• _PROBLEM TO SOLVE_
Copy every line from the records below that carries the word "RouteUpdate".

• _WORKING DATA_

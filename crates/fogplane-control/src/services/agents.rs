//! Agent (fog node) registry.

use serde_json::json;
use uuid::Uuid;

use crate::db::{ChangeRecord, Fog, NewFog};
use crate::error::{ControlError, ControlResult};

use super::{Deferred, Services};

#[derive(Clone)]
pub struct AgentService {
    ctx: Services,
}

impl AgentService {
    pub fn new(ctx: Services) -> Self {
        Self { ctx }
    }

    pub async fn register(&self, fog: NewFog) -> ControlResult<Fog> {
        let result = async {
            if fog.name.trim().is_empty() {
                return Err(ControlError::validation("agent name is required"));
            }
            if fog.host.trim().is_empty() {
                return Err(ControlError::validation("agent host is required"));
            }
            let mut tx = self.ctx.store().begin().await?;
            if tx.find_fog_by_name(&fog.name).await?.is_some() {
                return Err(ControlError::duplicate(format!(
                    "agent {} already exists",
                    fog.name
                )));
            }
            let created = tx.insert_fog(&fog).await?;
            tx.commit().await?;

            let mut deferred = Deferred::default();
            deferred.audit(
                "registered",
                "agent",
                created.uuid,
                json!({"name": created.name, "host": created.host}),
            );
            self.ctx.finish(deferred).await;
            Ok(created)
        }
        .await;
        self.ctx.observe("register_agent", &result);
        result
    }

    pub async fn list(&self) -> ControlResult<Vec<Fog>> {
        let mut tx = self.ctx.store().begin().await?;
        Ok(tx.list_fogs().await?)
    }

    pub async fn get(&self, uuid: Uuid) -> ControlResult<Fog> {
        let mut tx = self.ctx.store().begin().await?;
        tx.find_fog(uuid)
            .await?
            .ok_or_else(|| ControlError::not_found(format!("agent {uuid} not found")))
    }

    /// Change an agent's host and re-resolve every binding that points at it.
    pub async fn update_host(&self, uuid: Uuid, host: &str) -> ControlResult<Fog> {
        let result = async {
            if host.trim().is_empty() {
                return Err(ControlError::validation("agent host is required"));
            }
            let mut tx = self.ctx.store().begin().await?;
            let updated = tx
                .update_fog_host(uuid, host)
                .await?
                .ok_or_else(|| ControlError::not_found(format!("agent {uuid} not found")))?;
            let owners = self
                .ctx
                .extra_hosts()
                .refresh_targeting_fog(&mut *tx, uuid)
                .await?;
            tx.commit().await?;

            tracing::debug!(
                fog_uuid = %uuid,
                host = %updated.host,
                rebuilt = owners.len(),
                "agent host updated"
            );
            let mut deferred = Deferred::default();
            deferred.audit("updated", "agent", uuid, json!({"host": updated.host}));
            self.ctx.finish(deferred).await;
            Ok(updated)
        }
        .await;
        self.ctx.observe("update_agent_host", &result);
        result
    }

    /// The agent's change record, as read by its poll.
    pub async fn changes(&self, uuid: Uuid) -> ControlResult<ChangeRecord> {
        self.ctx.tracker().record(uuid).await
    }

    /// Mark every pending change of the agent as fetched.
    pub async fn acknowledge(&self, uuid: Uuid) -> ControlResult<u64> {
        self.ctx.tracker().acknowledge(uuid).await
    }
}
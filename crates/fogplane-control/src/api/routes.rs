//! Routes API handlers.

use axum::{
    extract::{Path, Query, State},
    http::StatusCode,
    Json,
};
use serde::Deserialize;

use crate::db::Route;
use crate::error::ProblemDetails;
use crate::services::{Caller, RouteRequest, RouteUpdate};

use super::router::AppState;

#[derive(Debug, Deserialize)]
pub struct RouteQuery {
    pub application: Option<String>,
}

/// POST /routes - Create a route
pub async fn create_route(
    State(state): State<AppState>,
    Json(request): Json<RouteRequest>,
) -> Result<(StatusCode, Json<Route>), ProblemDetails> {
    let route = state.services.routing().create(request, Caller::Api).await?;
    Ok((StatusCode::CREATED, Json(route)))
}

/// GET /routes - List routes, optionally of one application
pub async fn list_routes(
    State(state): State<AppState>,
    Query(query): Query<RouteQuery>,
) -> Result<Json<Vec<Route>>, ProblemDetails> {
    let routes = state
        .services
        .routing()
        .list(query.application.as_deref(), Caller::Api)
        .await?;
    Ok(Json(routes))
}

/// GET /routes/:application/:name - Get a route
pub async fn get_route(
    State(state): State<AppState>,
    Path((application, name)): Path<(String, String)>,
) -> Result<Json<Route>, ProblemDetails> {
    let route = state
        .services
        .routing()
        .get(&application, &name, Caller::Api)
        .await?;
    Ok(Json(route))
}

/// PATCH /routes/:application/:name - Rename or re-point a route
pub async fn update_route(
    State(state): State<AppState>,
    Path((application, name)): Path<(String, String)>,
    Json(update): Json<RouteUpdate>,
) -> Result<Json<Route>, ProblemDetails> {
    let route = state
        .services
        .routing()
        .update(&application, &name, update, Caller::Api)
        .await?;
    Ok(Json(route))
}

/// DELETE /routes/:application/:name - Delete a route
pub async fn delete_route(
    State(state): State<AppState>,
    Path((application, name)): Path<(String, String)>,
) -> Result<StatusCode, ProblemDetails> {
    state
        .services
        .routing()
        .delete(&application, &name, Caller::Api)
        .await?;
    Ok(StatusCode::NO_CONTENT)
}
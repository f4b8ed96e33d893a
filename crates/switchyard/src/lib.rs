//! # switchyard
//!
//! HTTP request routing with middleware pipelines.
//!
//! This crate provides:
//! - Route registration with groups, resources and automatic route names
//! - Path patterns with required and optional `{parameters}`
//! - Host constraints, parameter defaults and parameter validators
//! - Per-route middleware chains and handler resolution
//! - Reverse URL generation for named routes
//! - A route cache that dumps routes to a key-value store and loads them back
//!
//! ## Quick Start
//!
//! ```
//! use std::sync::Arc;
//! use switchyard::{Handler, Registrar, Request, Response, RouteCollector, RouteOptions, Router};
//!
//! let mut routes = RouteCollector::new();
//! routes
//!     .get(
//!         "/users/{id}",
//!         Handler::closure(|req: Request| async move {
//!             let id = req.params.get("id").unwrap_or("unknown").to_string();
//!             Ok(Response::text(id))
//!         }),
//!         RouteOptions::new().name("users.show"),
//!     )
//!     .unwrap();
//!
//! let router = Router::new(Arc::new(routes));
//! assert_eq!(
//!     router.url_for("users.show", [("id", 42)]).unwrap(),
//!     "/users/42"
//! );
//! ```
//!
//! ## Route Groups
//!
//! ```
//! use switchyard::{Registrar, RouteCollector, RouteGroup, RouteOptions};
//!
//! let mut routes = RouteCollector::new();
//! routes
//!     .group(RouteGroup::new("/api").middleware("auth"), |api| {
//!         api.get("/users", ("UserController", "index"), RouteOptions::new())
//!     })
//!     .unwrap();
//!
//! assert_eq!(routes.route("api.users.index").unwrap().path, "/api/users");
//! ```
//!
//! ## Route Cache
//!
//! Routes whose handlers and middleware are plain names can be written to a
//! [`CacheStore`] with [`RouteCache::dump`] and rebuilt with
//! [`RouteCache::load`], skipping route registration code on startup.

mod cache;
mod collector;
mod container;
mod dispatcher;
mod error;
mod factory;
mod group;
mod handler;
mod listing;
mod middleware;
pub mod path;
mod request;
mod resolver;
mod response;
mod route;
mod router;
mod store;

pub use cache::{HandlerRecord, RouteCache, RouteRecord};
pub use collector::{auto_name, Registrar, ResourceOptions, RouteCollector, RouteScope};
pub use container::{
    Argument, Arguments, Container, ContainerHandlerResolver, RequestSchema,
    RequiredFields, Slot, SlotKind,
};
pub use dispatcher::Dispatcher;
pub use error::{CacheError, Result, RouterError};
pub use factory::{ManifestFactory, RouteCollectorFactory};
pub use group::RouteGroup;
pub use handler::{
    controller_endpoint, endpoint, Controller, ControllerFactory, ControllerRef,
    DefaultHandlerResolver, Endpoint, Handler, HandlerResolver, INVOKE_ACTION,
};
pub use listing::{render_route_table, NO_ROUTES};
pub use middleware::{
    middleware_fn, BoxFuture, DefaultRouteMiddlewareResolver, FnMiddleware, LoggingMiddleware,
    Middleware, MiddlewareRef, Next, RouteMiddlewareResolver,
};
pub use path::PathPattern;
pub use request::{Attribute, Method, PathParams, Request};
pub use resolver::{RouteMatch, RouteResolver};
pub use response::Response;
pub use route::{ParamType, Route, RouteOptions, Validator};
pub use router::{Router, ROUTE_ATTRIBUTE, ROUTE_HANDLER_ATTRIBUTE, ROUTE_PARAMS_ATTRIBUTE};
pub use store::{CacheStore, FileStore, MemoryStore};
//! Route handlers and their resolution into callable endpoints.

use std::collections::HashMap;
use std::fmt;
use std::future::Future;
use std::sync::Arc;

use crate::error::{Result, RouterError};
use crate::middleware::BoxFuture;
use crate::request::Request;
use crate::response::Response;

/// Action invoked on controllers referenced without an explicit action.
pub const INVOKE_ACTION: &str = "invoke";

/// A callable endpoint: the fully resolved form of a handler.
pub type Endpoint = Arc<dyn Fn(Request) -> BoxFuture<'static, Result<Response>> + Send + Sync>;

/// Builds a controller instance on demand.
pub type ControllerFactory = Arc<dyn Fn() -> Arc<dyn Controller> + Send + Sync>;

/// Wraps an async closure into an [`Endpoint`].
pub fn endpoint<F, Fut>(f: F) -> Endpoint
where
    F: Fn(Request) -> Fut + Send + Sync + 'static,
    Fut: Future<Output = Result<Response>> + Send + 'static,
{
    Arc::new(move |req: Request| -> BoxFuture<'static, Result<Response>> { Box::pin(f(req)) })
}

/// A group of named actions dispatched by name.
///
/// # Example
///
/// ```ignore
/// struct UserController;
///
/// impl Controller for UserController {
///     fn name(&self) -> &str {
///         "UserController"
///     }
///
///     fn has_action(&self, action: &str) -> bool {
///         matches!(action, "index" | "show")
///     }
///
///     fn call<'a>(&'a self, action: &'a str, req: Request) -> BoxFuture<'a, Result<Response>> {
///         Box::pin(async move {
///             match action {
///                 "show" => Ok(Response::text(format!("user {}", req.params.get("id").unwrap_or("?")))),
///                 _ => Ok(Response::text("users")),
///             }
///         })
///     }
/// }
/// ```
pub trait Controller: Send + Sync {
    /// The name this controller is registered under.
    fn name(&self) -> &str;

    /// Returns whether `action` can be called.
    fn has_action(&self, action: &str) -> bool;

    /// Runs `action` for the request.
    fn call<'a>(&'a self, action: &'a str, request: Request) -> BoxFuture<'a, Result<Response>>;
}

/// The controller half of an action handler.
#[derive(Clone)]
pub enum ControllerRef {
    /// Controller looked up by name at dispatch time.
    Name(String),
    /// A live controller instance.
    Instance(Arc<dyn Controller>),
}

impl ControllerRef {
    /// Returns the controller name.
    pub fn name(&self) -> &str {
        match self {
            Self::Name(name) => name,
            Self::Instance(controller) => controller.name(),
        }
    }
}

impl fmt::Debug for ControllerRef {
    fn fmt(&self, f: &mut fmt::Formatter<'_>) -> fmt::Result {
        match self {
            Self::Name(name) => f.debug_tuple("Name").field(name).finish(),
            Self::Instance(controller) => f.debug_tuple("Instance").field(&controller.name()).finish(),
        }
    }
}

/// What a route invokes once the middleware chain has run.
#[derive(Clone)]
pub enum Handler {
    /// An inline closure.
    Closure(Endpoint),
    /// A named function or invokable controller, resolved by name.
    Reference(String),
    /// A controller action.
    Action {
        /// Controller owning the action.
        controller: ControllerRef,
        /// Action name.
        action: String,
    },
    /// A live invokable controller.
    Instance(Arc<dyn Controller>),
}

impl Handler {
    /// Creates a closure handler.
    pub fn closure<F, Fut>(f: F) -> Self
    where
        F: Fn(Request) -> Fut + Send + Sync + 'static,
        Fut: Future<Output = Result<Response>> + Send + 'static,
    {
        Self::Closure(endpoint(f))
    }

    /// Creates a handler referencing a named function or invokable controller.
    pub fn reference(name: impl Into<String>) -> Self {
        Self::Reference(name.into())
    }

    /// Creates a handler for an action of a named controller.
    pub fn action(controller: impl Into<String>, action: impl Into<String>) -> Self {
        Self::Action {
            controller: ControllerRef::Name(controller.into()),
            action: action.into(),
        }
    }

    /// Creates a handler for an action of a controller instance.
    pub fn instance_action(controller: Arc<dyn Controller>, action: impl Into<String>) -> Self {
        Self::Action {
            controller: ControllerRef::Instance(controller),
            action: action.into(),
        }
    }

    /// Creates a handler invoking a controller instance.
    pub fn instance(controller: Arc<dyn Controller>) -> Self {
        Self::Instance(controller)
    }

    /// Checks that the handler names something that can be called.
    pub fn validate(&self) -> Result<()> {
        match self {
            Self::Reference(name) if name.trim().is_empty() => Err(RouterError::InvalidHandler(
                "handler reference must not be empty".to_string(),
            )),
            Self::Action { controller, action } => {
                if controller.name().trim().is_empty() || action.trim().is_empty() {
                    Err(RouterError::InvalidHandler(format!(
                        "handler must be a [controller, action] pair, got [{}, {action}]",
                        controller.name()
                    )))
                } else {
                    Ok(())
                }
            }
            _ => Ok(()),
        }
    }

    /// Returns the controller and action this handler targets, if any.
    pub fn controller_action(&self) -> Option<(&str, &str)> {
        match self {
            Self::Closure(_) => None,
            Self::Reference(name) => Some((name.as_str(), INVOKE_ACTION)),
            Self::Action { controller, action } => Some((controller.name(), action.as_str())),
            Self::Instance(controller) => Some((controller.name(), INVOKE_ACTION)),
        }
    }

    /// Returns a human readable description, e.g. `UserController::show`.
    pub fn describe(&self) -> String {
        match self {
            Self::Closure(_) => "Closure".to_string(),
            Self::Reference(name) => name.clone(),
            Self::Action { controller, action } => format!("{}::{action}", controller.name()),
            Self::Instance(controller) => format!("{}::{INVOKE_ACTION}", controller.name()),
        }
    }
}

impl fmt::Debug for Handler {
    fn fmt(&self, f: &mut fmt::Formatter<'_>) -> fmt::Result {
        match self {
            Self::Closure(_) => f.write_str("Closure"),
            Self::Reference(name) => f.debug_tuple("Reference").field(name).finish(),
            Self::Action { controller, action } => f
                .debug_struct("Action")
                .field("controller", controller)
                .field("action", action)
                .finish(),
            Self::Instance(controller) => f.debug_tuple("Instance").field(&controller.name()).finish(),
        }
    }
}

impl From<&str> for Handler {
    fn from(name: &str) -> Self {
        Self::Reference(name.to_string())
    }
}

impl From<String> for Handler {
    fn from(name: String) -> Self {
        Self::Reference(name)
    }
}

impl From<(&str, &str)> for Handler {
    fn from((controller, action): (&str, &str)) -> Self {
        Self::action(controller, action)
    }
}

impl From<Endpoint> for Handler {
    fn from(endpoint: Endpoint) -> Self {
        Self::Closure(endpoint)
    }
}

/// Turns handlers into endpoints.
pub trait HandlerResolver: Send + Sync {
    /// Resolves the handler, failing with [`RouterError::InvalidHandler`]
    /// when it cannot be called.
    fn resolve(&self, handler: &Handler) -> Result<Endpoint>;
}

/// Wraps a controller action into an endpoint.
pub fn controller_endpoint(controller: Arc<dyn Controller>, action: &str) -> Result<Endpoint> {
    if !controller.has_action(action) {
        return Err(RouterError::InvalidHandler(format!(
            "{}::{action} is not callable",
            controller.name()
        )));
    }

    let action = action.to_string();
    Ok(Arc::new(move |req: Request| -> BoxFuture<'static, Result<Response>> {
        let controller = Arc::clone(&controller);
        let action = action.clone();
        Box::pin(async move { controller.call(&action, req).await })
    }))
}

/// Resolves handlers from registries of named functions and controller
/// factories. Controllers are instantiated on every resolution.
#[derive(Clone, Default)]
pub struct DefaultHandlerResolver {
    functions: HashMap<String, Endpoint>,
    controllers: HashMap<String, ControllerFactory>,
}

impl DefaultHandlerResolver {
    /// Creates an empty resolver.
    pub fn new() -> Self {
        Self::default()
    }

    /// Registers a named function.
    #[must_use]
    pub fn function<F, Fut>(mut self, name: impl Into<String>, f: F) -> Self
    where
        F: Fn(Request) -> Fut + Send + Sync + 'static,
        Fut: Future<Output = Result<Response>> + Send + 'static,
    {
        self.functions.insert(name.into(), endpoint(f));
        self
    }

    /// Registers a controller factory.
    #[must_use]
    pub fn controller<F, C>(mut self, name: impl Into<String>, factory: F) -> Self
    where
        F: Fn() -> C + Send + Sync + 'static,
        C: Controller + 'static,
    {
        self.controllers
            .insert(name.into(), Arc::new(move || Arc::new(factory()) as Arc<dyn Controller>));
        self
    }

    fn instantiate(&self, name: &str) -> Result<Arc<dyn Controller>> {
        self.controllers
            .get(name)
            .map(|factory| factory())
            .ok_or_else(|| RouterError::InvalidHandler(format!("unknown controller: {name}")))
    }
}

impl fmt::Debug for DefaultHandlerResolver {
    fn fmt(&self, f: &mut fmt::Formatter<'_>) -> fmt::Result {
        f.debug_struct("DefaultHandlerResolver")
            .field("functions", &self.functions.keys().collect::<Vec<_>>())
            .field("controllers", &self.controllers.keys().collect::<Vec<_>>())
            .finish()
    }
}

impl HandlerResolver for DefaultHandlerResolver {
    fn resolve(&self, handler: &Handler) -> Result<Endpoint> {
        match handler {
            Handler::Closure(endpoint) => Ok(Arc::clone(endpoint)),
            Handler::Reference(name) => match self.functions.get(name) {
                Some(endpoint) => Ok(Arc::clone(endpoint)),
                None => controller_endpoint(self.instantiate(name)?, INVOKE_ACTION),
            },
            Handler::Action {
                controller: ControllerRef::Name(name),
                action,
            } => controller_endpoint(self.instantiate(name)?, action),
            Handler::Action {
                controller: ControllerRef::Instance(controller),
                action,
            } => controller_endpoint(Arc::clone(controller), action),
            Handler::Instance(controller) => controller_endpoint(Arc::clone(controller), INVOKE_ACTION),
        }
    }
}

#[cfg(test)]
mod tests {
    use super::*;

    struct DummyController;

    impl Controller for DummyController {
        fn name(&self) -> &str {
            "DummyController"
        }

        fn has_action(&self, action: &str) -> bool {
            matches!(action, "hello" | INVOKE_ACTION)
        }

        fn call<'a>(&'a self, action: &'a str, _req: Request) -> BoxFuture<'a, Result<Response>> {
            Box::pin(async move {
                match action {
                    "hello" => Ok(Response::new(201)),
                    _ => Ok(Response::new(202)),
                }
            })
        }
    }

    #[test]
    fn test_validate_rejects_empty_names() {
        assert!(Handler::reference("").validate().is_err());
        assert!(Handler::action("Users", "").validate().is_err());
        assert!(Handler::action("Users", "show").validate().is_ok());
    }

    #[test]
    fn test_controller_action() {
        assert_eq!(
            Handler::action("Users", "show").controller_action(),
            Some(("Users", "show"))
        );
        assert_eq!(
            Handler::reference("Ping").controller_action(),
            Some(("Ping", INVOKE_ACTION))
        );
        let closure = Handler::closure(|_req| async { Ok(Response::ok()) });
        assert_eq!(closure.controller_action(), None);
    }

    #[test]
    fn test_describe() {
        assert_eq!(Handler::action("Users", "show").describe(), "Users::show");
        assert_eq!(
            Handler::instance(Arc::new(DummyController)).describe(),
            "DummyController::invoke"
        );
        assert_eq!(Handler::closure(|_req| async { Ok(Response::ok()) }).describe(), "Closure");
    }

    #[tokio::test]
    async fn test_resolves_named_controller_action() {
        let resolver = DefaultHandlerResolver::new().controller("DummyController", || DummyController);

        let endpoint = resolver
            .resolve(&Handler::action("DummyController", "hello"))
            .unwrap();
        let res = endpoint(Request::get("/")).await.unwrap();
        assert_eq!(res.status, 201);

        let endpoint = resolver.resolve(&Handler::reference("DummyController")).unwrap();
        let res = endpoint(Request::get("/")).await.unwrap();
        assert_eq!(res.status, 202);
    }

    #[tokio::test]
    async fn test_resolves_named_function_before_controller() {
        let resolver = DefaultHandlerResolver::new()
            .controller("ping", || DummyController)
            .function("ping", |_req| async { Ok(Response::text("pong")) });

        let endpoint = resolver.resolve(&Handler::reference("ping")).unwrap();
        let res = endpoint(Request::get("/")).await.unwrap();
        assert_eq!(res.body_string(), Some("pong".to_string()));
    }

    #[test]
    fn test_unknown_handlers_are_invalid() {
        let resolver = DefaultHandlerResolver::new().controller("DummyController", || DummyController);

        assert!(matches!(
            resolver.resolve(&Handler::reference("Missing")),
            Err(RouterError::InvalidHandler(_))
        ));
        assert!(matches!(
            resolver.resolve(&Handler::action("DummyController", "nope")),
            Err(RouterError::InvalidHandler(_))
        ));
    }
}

• _SOLUTION TO THE PROBLEM_
use crate::services::{Caller, RouteRequest, RouteUpdate};
    Json(update): Json<RouteUpdate>,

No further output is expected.